Сколько по объему воздуха при нормальных условиях потребуется, что бы сжечь 1 литр бензола,

Volume of Air Required to Burn 1 Liter of Benzene at Normal Conditions

To calculate the volume of air required to burn 1 liter of benzene at normal conditions, we can use the stoichiometric equation for the combustion of benzene:

C6H6 + 15O2 → 6CO2 + 3H2O

The stoichiometric ratio of benzene to oxygen is 1:15. This means that 15 moles of oxygen are required to completely burn 1 mole of benzene.

Given that the density of benzene is 0.88 g/cm^3, we can calculate the number of moles of benzene in 1 liter using its molar mass.

The molar mass of benzene (C6H6) is approximately 78.11 g/mol.

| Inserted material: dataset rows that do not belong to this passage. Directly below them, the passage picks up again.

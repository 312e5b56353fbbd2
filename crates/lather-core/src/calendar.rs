//! Calendar layout primitives shared by the ledger and its renderers.

use chrono::{Datelike, NaiveDate, Weekday};
use serde::{Deserialize, Serialize};

use crate::day::Day;
use crate::errors::CoreError;

/// One slot of a rendered calendar.
#[derive(Debug, Clone, Copy, PartialEq, Eq, Serialize, Deserialize)]
#[serde(tag = "kind", rename_all = "snake_case")]
pub enum GridCell {
    /// Padding outside the rendered period.
    Empty,
    Day {
        date: Day,
        is_today: bool,
        has_event: bool,
    },
}

impl GridCell {
    #[must_use]
    pub const fn is_empty(&self) -> bool {
        matches!(self, Self::Empty)
    }

    #[must_use]
    pub const fn date(&self) -> Option<Day> {
        match self {
            Self::Empty => None,
            Self::Day { date, .. } => Some(*date),
        }
    }

    #[must_use]
    pub const fn has_event(&self) -> bool {
        matches!(self, Self::Day { has_event: true, .. })
    }
}

/// Fixed height of a month grid.
#[derive(Debug, Clone, Copy, PartialEq, Eq, Hash, Serialize, Deserialize)]
#[serde(rename_all = "snake_case")]
pub enum GridSize {
    /// 35 cells. Months that need a sixth row lose their trailing days.
    FiveWeeks,
    /// 42 cells. Every month fits.
    SixWeeks,
}

impl GridSize {
    /// # Errors
    ///
    /// Returns [`CoreError::InvalidGridSize`] for anything but 5 or 6.
    pub fn from_weeks(weeks: u32) -> Result<Self, CoreError> {
        match weeks {
            5 => Ok(Self::FiveWeeks),
            6 => Ok(Self::SixWeeks),
            other => Err(CoreError::InvalidGridSize(other)),
        }
    }

    #[must_use]
    pub const fn weeks(self) -> usize {
        match self {
            Self::FiveWeeks => 5,
            Self::SixWeeks => 6,
        }
    }

    #[must_use]
    pub const fn cells(self) -> usize {
        self.weeks() * 7
    }
}

/// How calendars are laid out.
#[derive(Debug, Clone, Copy, PartialEq, Eq)]
pub struct CalendarOptions {
    /// Weekday shown in the leftmost column.
    pub first_weekday: Weekday,
    pub grid_size: GridSize,
}

impl Default for CalendarOptions {
    fn default() -> Self {
        Self {
            first_weekday: Weekday::Sun,
            grid_size: GridSize::SixWeeks,
        }
    }
}

impl CalendarOptions {
    /// Number of padding cells before `date` so it lands in its weekday column.
    #[must_use]
    pub fn leading_padding(&self, date: NaiveDate) -> usize {
        let column = date.weekday().num_days_from_monday();
        let first = self.first_weekday.num_days_from_monday();
        ((column + 7 - first) % 7) as usize
    }
}

/// Parse a weekday name or common abbreviation, case-insensitively.
///
/// # Errors
///
/// Returns [`CoreError::InvalidWeekday`] for unrecognized names.
pub fn parse_weekday(value: &str) -> Result<Weekday, CoreError> {
    match value.trim().to_ascii_lowercase().as_str() {
        "sun" | "sunday" => Ok(Weekday::Sun),
        "mon" | "monday" => Ok(Weekday::Mon),
        "tue" | "tues" | "tuesday" => Ok(Weekday::Tue),
        "wed" | "wednesday" => Ok(Weekday::Wed),
        "thu" | "thurs" | "thursday" => Ok(Weekday::Thu),
        "fri" | "friday" => Ok(Weekday::Fri),
        "sat" | "saturday" => Ok(Weekday::Sat),
        _ => Err(CoreError::InvalidWeekday(value.to_string())),
    }
}

/// First day of `year`-`month`.
///
/// # Errors
///
/// Returns [`CoreError::InvalidMonth`] if the month is outside `1..=12`.
pub fn first_of_month(year: i32, month: u32) -> Result<NaiveDate, CoreError> {
    NaiveDate::from_ymd_opt(year, month, 1).ok_or(CoreError::InvalidMonth { year, month })
}

/// Number of days in `year`-`month`.
///
/// # Errors
///
/// Returns [`CoreError::InvalidMonth`] if the month is outside `1..=12`.
pub fn days_in_month(year: i32, month: u32) -> Result<u32, CoreError> {
    let first = first_of_month(year, month)?;
    let next = if month == 12 {
        first_of_month(year + 1, 1)?
    } else {
        first_of_month(year, month + 1)?
    };
    let days = next.signed_duration_since(first).num_days();
    u32::try_from(days).map_err(|_| CoreError::InvalidMonth { year, month })
}

#[cfg(test)]
mod tests {
    use pretty_assertions::assert_eq;
    use rstest::rstest;

    use super::*;

    #[rstest]
    #[case(2024, 2, 29)]
    #[case(2023, 2, 28)]
    #[case(2024, 4, 30)]
    #[case(2024, 12, 31)]
    #[case(1900, 2, 28)]
    #[case(2000, 2, 29)]
    fn month_lengths(#[case] year: i32, #[case] month: u32, #[case] expected: u32) {
        assert_eq!(days_in_month(year, month).unwrap(), expected);
    }

    #[rstest]
    #[case(0)]
    #[case(13)]
    fn invalid_months_are_rejected(#[case] month: u32) {
        assert_eq!(
            days_in_month(2024, month),
            Err(CoreError::InvalidMonth { year: 2024, month })
        );
    }

    #[test]
    fn leading_padding_relative_to_first_weekday() {
        // 2024-03-01 is a Friday.
        let date = NaiveDate::from_ymd_opt(2024, 3, 1).unwrap();
        let sunday_first = CalendarOptions::default();
        let monday_first = CalendarOptions {
            first_weekday: Weekday::Mon,
            ..CalendarOptions::default()
        };
        let friday_first = CalendarOptions {
            first_weekday: Weekday::Fri,
            ..CalendarOptions::default()
        };
        assert_eq!(sunday_first.leading_padding(date), 5);
        assert_eq!(monday_first.leading_padding(date), 4);
        assert_eq!(friday_first.leading_padding(date), 0);
    }

    #[rstest]
    #[case("Sunday", Weekday::Sun)]
    #[case("mon", Weekday::Mon)]
    #[case(" THURS ", Weekday::Thu)]
    #[case("sat", Weekday::Sat)]
    fn weekday_names(#[case] raw: &str, #[case] expected: Weekday) {
        assert_eq!(parse_weekday(raw).unwrap(), expected);
    }

    #[test]
    fn unknown_weekday_is_an_error() {
        assert!(matches!(
            parse_weekday("someday"),
            Err(CoreError::InvalidWeekday(_))
        ));
    }

    #[test]
    fn grid_sizes() {
        assert_eq!(GridSize::from_weeks(5).unwrap().cells(), 35);
        assert_eq!(GridSize::from_weeks(6).unwrap().cells(), 42);
        assert_eq!(GridSize::from_weeks(4), Err(CoreError::InvalidGridSize(4)));
    }

    #[test]
    fn grid_cell_serializes_with_kind_tag() {
        let cell = GridCell::Day {
            date: Day::from_ymd(2024, 3, 1).unwrap(),
            is_today: true,
            has_event: false,
        };
        let json = serde_json::to_value(cell).unwrap();
        assert_eq!(json["kind"], "day");
        assert_eq!(json["date"], "2024-03-01");
        assert_eq!(json["is_today"], true);

        let empty = serde_json::to_value(GridCell::Empty).unwrap();
        assert_eq!(empty["kind"], "empty");
    }
}
use lather_core::Day;
use serde::Serialize;

use crate::cli::GlobalFlags;
use crate::cli::subcommands::LogCheckArgs;
use crate::context::AppContext;
use crate::output::output;

#[derive(Serialize)]
struct CheckResponse {
    date: Day,
    recorded: bool,
}

pub fn handle(args: &LogCheckArgs, ctx: &AppContext, flags: &GlobalFlags) -> anyhow::Result<()> {
    output(
        &CheckResponse {
            date: args.date,
            recorded: ctx.ledger.contains(args.date),
        },
        flags.format,
    )
}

Using the density and molar mass, we can calculate the number of moles of benzene in 1 liter: 1. Calculate the mass of 1 liter of benzene: - Mass = Volume × Density = 1 L × 0.88 g/cm^3 = 880 g 2. Calculate the number of moles of benzene: - Moles = Mass / Molar mass = 880 g / 78.11 g/mol ≈ 11.27 moles

Now, we can determine the volume of oxygen required to burn 1 liter of benzene.

Calculation of Oxygen Volume

1. Calculate the moles of oxygen required: - Moles of oxygen = Moles of benzene × Stoichiometric ratio = 11.27 moles × 15 = 169.05 moles 2. Convert moles to volume at standard conditions (0°C and 1 atm): - Volume = Moles × 22.4 L/mol (at standard conditions) = 169.05 moles × 22.4 L/mol ≈ 3786.72 L

Therefore, approximately 3786.72 liters of air at standard conditions would be required to burn 1 liter of benzene.